Il est destiné à abriter des locaux de formation pour les apprenants, tant pratiques (ateliers petits et grands) que théoriques (classes, salle de conférence), et des locaux administratifs (bureaux, salles de réunions, espaces polyvalents et d’exposition) pour les différentes organisations professionnelles concernées par la construction de bâtiments durables, le but étant d’établir des ponts entre la formation, la recherche et l’innovation en cette matière. Le bâtiment se devait donc d’être le plus exemplaire possible du point de vue écoconstruction et construction durable.

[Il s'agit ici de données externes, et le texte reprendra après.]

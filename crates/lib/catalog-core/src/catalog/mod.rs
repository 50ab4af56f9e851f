//! Catalog service seam and its HTTP and in-memory implementations.

use std::collections::BTreeMap;
use std::future::Future;

use catalog_model::{Asset, AttributeValue, Badge, CustomMetadataDef, LineageDirection, TagDef};
use serde::{Deserialize, Serialize};
use serde_json::Value;

use crate::error::CatalogResult;

pub mod http;
pub mod memory;

pub use http::{HttpCatalog, HttpCatalogConfig};
pub use memory::{CatalogFixture, FixtureEdge, MemoryCatalog};

/// Index search request: a complete DSL body plus the attributes to project.
#[derive(Debug, Clone, PartialEq, Serialize, Deserialize)]
pub struct IndexSearchRequest {
    pub dsl: Value,
    #[serde(default)]
    pub attributes: Vec<String>,
}

#[derive(Debug, Clone, PartialEq, Default, Serialize, Deserialize)]
pub struct IndexSearchResponse {
    pub assets: Vec<Asset>,
    pub approximate_count: Option<u64>,
}

/// Request for the immediate lineage neighbours of one asset.
#[derive(Debug, Clone, PartialEq, Eq, Serialize, Deserialize)]
pub struct LineageFrontierRequest {
    pub guid: String,
    pub direction: LineageDirection,
    pub size: usize,
}

/// Attribute changes for one asset in a bulk update.
#[derive(Debug, Clone, PartialEq, Serialize, Deserialize)]
pub struct EntityUpdate {
    pub guid: String,
    pub type_name: String,
    pub qualified_name: String,
    #[serde(default, skip_serializing_if = "Option::is_none")]
    pub name: Option<String>,
    pub attributes: BTreeMap<String, AttributeValue>,
}

#[derive(Debug, Clone, PartialEq, Eq, Default, Serialize, Deserialize)]
pub struct BulkUpdateResponse {
    pub updated_guids: Vec<String>,
}

/// Remote metadata catalog operations.
///
/// Implementations must be shareable across concurrent tool calls. Every
/// method maps transport or service failures to `CatalogError::Upstream`.
pub trait CatalogService: Send + Sync {
    fn index_search(
        &self,
        request: IndexSearchRequest,
    ) -> impl Future<Output = CatalogResult<IndexSearchResponse>> + Send;

    /// Returns up to `size` assets one hop away in `direction`.
    fn lineage_frontier(
        &self,
        request: LineageFrontierRequest,
    ) -> impl Future<Output = CatalogResult<Vec<Asset>>> + Send;

    fn bulk_update(
        &self,
        updates: Vec<EntityUpdate>,
    ) -> impl Future<Output = CatalogResult<BulkUpdateResponse>> + Send;

    /// Looks up a custom metadata definition by display name.
    fn custom_metadata(
        &self,
        display_name: &str,
    ) -> impl Future<Output = CatalogResult<Option<CustomMetadataDef>>> + Send;

    fn create_custom_metadata(
        &self,
        definition: CustomMetadataDef,
    ) -> impl Future<Output = CatalogResult<CustomMetadataDef>> + Send;

    fn update_custom_metadata(
        &self,
        definition: CustomMetadataDef,
    ) -> impl Future<Output = CatalogResult<CustomMetadataDef>> + Send;

    fn badge(&self, name: &str) -> impl Future<Output = CatalogResult<Option<Badge>>> + Send;

    /// Creates or replaces a badge, returning it with its guid.
    fn save_badge(&self, badge: Badge) -> impl Future<Output = CatalogResult<Badge>> + Send;

    /// Deletes a badge; `false` when no badge has the guid.
    fn delete_badge(&self, guid: &str) -> impl Future<Output = CatalogResult<bool>> + Send;

    /// Lists tag definitions so display names can be mapped to the internal
    /// names stored on assets.
    fn tag_defs(&self) -> impl Future<Output = CatalogResult<Vec<TagDef>>> + Send;

    /// Short backend label reported by health checks.
    fn backend(&self) -> &'static str;
}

Les formations qui y seront données se focaliseront notamment sur l’enveloppe du bâtiment (isolation, étanchéité à l’air) et sur les techniques spéciales (biomasse, micro-cogénération, régulation, ventilation double flux).

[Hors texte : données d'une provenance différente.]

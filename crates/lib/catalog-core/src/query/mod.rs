//! Filter compilation into the index query DSL.

pub mod clause;
pub mod compiler;
pub mod fields;
pub mod operator;

pub use clause::{BoolClause, Clause, DslError, RangeClause, SortOrder, SortSpec};
pub use compiler::{SearchFilters, compile};
pub use fields::{ResolvedField, entity_attribute, projected_attribute, resolve_field};
pub use operator::{Condition, ConditionOperator, ConditionValue, HAS_ANY_VALUE, parse_conditions};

Le maître de l’ouvrage voulait que le centre créé soit très performant en matière d’énergie et qu’il soit une source d’inspiration pour les professionnels de la construction de par son caractère raisonnable d’un point de vue technique et budgétaire.

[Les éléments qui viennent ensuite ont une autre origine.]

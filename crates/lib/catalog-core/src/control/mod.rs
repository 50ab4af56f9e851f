use std::sync::Arc;

use catalog_model::schema::DEFAULT_MAX_PAGE_SIZE;

use crate::catalog::CatalogService;
use crate::error::{CatalogError, CatalogResult};

pub mod assets;
pub mod lineage;
pub mod metadata;
pub mod search;

pub use assets::AttributeUpdateDispatcher;
pub use lineage::{LineageRequest, LineageTraverser};
pub use metadata::{
    AttributeModification,
    BadgeConditionInput,
    BadgeRequest,
    BadgeUpdateRequest,
    CustomAttributeInput,
    CustomMetadataRequest,
    CustomMetadataUpdateRequest,
};
pub use search::{QueryExecutor, RawQueryExecutor, SearchOptions};

/// Entry point for every catalog operation exposed as a tool.
pub struct CatalogControlPlane<S> {
    catalog: Arc<S>,
    max_page_size: usize,
}

impl<S> Clone for CatalogControlPlane<S> {
    fn clone(&self) -> Self {
        Self {
            catalog: Arc::clone(&self.catalog),
            max_page_size: self.max_page_size,
        }
    }
}

impl<S: CatalogService> CatalogControlPlane<S> {
    pub const fn new(catalog: Arc<S>) -> Self {
        Self {
            catalog,
            max_page_size: DEFAULT_MAX_PAGE_SIZE,
        }
    }

    #[must_use]
    pub const fn with_max_page_size(mut self, max_page_size: usize) -> Self {
        self.max_page_size = max_page_size;
        self
    }

    pub fn catalog(&self) -> &S {
        &self.catalog
    }

    pub const fn max_page_size(&self) -> usize {
        self.max_page_size
    }
}

/// Converts a caller-supplied count to `usize`, rejecting negatives.
///
/// # Errors
/// Returns `InvalidInput` when `value` is negative.
pub fn count_arg(name: &str, value: i64) -> CatalogResult<usize> {
    usize::try_from(value).map_err(|_| {
        CatalogError::InvalidInput(format!("{name} must be a non-negative integer, got {value}"))
    })
}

Le résultat fut un immeuble d’aspect contemporain à très hautes performances thermiques.
Le bâtiment GREENWAL aux Isnes (Photo IFAPME).
Le bâtiment
Le bâtiment est composé de 2 ailes principales.
- Une aile administrative, d’environ 2 470 m² de surface utile, comportant trois niveaux :
- un niveau de bureaux au 2e étage ;
- un niveau de salle de classe pour la formation théorique à la construction durable au 1er étage ;
- un niveau administratif au rez-de-chaussée avec un auditoire et un hall d’accueil permettant des expositions.
- Une aile, d’environ 1 530 m² de surface utile, dévolue aux ateliers d’écolage. Elle est constituée d’un grand atelier “enveloppe” dont la taille permet la construction à l’échelle 1/1 de deux maisons unifamiliales mitoyennes et, sur deux niveaux, de 6 ateliers orientés vers les techniques spéciales du bâtiment, à savoir chaudière, pompe à chaleur, ventilation double flux, micro-cogénération, panneaux solaires photovoltaïques et thermiques, …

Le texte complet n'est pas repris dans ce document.